Taken together, our results from plasma B cell cloning on the Beacon® show that plasma B cells secreting functional antibody candidates can be identified within 1 day compared to 8-12 weeks for the standard hybridoma campaign, thus substantially accelerating the antibody discovery process.  In addition, this technology could enable rapid comparison of immunization strategies, mouse strains, and lymphoid organs from which to isolate B cells to maximize recovery of target specific functional antibodies representing the diversity of the immune repertoire.

For an even deeper look, take a look at the poster recently presented at the 2018 Antibody Engineering & Therapeutics conference.

The Beacon® platform expands ChemPartner’s broad antibody discovery capabilities to enable access to more of the immune repertoire than previously possible.  Now, our global clients have more options to find the desired therapeutic antibody candidates.

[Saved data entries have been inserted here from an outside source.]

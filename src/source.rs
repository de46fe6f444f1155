use core::cell::RefCell;
use core::fmt;
use std::rc::Rc;

/// Where a [`CycleSelector`](crate::CycleSelector) reads its sequence from.
///
/// Every variant is resolved again on each access, so a selector always sees
/// the sequence as it is right now. Cloning a `Source` is cheap and shares the
/// underlying sequence.
pub enum Source<T> {
    /// A sequence that never changes.
    Fixed(Rc<[T]>),
    /// A sequence held in a shared cell. Whoever holds another handle to the
    /// cell may replace or mutate it between selector calls.
    Shared(Rc<RefCell<Vec<T>>>),
    /// A function producing the sequence on demand.
    Supplier(Rc<dyn Fn() -> Vec<T>>),
}

impl<T> Source<T> {
    /// Wraps a function that is called to produce the sequence every time
    /// it is needed.
    pub fn supplier<F>(func: F) -> Self
    where
        F: Fn() -> Vec<T> + 'static,
    {
        Self::Supplier(Rc::new(func))
    }

    /// Resolves the sequence and hands a borrow of it to `func`.
    ///
    /// # Panics
    ///
    /// For [`Source::Shared`], panics if the cell is currently mutably
    /// borrowed, e.g. when called from inside a `borrow_mut` scope on the same
    /// cell.
    pub fn with<R, F>(&self, func: F) -> R
    where
        F: FnOnce(&[T]) -> R,
    {
        match self {
            Self::Fixed(seq) => func(&**seq),
            Self::Shared(cell) => func(cell.borrow().as_slice()),
            Self::Supplier(supplier) => func(supplier().as_slice()),
        }
    }

    /// Returns the current length of the sequence.
    #[inline]
    pub fn len(&self) -> usize {
        self.with(<[T]>::len)
    }

    #[inline]
    pub fn is_empty(&self) -> bool {
        self.len() == 0
    }
}

impl<T: Clone> Source<T> {
    /// Copies the current sequence out into a plain vector, detached from
    /// the source.
    pub fn snapshot(&self) -> Vec<T> {
        self.with(<[T]>::to_vec)
    }
}

impl<T> Clone for Source<T> {
    fn clone(&self) -> Self {
        match self {
            Self::Fixed(seq) => Self::Fixed(Rc::clone(seq)),
            Self::Shared(cell) => Self::Shared(Rc::clone(cell)),
            Self::Supplier(supplier) => Self::Supplier(Rc::clone(supplier)),
        }
    }
}

impl<T> fmt::Debug for Source<T> {
    fn fmt(&self, f: &mut fmt::Formatter<'_>) -> fmt::Result {
        let kind = match self {
            Self::Fixed(..) => "Fixed",
            Self::Shared(..) => "Shared",
            Self::Supplier(..) => "Supplier",
        };
        f.debug_struct("Source")
            .field("kind", &kind)
            .field("len", &self.len())
            .finish()
    }
}

impl<T> From<Vec<T>> for Source<T> {
    fn from(seq: Vec<T>) -> Self {
        Self::Fixed(seq.into())
    }
}

impl<T> From<Rc<[T]>> for Source<T> {
    fn from(seq: Rc<[T]>) -> Self {
        Self::Fixed(seq)
    }
}

impl<T: Clone> From<&[T]> for Source<T> {
    fn from(seq: &[T]) -> Self {
        Self::Fixed(seq.into())
    }
}

impl<T: Clone, const N: usize> From<[T; N]> for Source<T> {
    fn from(seq: [T; N]) -> Self {
        Self::Fixed(Rc::from(seq.to_vec()))
    }
}

impl<T> From<Rc<RefCell<Vec<T>>>> for Source<T> {
    fn from(cell: Rc<RefCell<Vec<T>>>) -> Self {
        Self::Shared(cell)
    }
}

#[cfg(test)]
mod tests {
    #![allow(non_snake_case)]

    use super::*;

    use core::cell::Cell;

    use cool_asserts::assert_matches;
    use proptest::prelude::*;

    #[test]
    fn test_from__picks_variant() {
        assert_matches!(Source::from(vec![1, 2, 3]), Source::Fixed(..));
        assert_matches!(Source::from([1, 2, 3]), Source::Fixed(..));
        assert_matches!(Source::from(&[1, 2, 3][..]), Source::Fixed(..));
        assert_matches!(
            Source::from(Rc::new(RefCell::new(vec![1, 2, 3]))),
            Source::Shared(..)
        );
        assert_matches!(Source::supplier(|| vec![1, 2, 3]), Source::Supplier(..));
    }

    #[test]
    fn test_with__shared_sees_mutation() {
        let cell = Rc::new(RefCell::new(vec![1, 2, 3]));
        let source = Source::from(Rc::clone(&cell));

        assert_eq!(source.len(), 3);

        cell.borrow_mut().push(4);
        assert_eq!(source.snapshot(), vec![1, 2, 3, 4]);

        *cell.borrow_mut() = vec![9];
        assert_eq!(source.snapshot(), vec![9]);
    }

    #[test]
    fn test_with__supplier_called_each_time() {
        let calls = Rc::new(Cell::new(0usize));
        let source = Source::supplier({
            let calls = Rc::clone(&calls);
            move || {
                calls.set(calls.get() + 1);
                vec![0; calls.get()]
            }
        });

        assert_eq!(source.len(), 1);
        assert_eq!(source.len(), 2);
        assert_eq!(source.snapshot().len(), 3);
        assert_eq!(calls.get(), 3);
    }

    #[test]
    fn test_clone__shares_sequence() {
        let cell = Rc::new(RefCell::new(vec!['a']));
        let source = Source::from(Rc::clone(&cell));
        let cloned = source.clone();

        cell.borrow_mut().push('b');
        assert_eq!(cloned.snapshot(), vec!['a', 'b']);
    }

    #[test]
    fn test_debug__shows_kind_and_len() {
        let source = Source::from(vec![1, 2]);
        assert_eq!(format!("{source:?}"), r#"Source { kind: "Fixed", len: 2 }"#);
    }

    proptest! {
        #[test]
        fn test_snapshot__equals_input(values in prop::collection::vec(any::<i32>(), 0..100)) {
            let fixed = Source::from(values.clone());
            let shared = Source::from(Rc::new(RefCell::new(values.clone())));
            let supplied = Source::supplier({
                let values = values.clone();
                move || values.clone()
            });

            assert_eq!(fixed.snapshot(), values);
            assert_eq!(shared.snapshot(), values);
            assert_eq!(supplied.snapshot(), values);
            assert_eq!(fixed.is_empty(), values.is_empty());
        }
    }
}
//! Logging setup on top of `tracing-subscriber`.
//!
//! Log lines go to stderr so command output on stdout stays machine-readable.

use serde::{Deserialize, Serialize};
use tracing::Level;
use tracing_subscriber::{fmt, layer::SubscriberExt, util::SubscriberInitExt, EnvFilter};

use crate::{CommonError, Result};

/// Output format of log lines.
#[derive(Debug, Clone, Copy, Default, PartialEq, Eq, Serialize, Deserialize)]
#[serde(rename_all = "lowercase")]
pub enum LogFormat {
    /// Multi-line, human-readable.
    #[default]
    Pretty,
    /// One line per event.
    Compact,
    /// Newline-delimited JSON.
    Json,
}

/// Verbosity used when no filter directive is given.
#[derive(Debug, Clone, Copy, Default, PartialEq, Eq, Serialize, Deserialize)]
#[serde(rename_all = "lowercase")]
pub enum LogLevel {
    Error,
    Warn,
    #[default]
    Info,
    Debug,
    Trace,
}

impl From<LogLevel> for Level {
    fn from(level: LogLevel) -> Self {
        match level {
            LogLevel::Error => Level::ERROR,
            LogLevel::Warn => Level::WARN,
            LogLevel::Info => Level::INFO,
            LogLevel::Debug => Level::DEBUG,
            LogLevel::Trace => Level::TRACE,
        }
    }
}

/// The `log` section of a config file.
#[derive(Debug, Clone, Default, PartialEq, Serialize, Deserialize)]
#[serde(default)]
pub struct LogConfig {
    pub level: LogLevel,
    pub format: LogFormat,
    /// Show file and line of each event.
    pub include_location: bool,
    /// Filter directives, e.g. `"swcache_agent=debug,reqwest=warn"`. Takes
    /// precedence over `RUST_LOG` and `level`.
    pub filter: Option<String>,
}

impl LogConfig {
    /// Set the filter directives.
    pub fn with_filter(mut self, filter: impl Into<String>) -> Self {
        self.filter = Some(filter.into());
        self
    }

    /// Override the output format.
    pub fn with_format(mut self, format: LogFormat) -> Self {
        self.format = format;
        self
    }

    // Explicit directives, then RUST_LOG, then the configured level.
    fn env_filter(&self) -> Result<EnvFilter> {
        if let Some(directives) = &self.filter {
            return EnvFilter::try_new(directives)
                .map_err(|e| CommonError::Logging(format!("bad filter {directives:?}: {e}")));
        }
        Ok(EnvFilter::try_from_default_env()
            .unwrap_or_else(|_| EnvFilter::new(Level::from(self.level).as_str())))
    }
}

/// Install the global subscriber described by `config`.
///
/// Fails if the filter does not parse or a subscriber is already installed.
pub fn init_logging(config: &LogConfig) -> Result<()> {
    let registry = tracing_subscriber::registry().with(config.env_filter()?);
    let base = fmt::layer()
        .with_writer(std::io::stderr)
        .with_file(config.include_location)
        .with_line_number(config.include_location);

    let installed = match config.format {
        LogFormat::Pretty => registry.with(base.pretty()).try_init(),
        LogFormat::Compact => registry.with(base.compact()).try_init(),
        LogFormat::Json => registry.with(base.json()).try_init(),
    };

    installed.map_err(|e| CommonError::Logging(e.to_string()))
}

INTERESTED IN FINDING OUT MORE? CONTACT OUR TEAM AT USA@CHEMPARTNER.COM.

About The Author

Dr. Shireen Khan

Dr. Shireen Khan

Senior Director of Biologics

Shireen S. Khan PhD is currently a Senior Director of Biologics at ChemPartner, located in South San Francisco, where she leads the Biologics group in expanding the antibody discovery capabilities through reducing B cell cloning to practice on the Beacon platform. She also leads multiple therapeutic antibody discovery programs for small, mid-sized and large biotech and pharmaceutical companies. Prior to joining ChemPartner, Shireen led the in vitro cell and functional biology group at XOMA and advanced several therapeutic antibody candidates through in vitro and in vivo proof of concept studies. Shireen has also held positions of increasing responsibility at biotech and medical diagnostic firms such as Chiron, Diamics and Cholestech. She completed her PhD in Biology at the University of California, San Diego and Post-doctoral training at DNAX Research Institute in Palo Alto, CA where she studied cancer cell biology and cell cycle checkpoints.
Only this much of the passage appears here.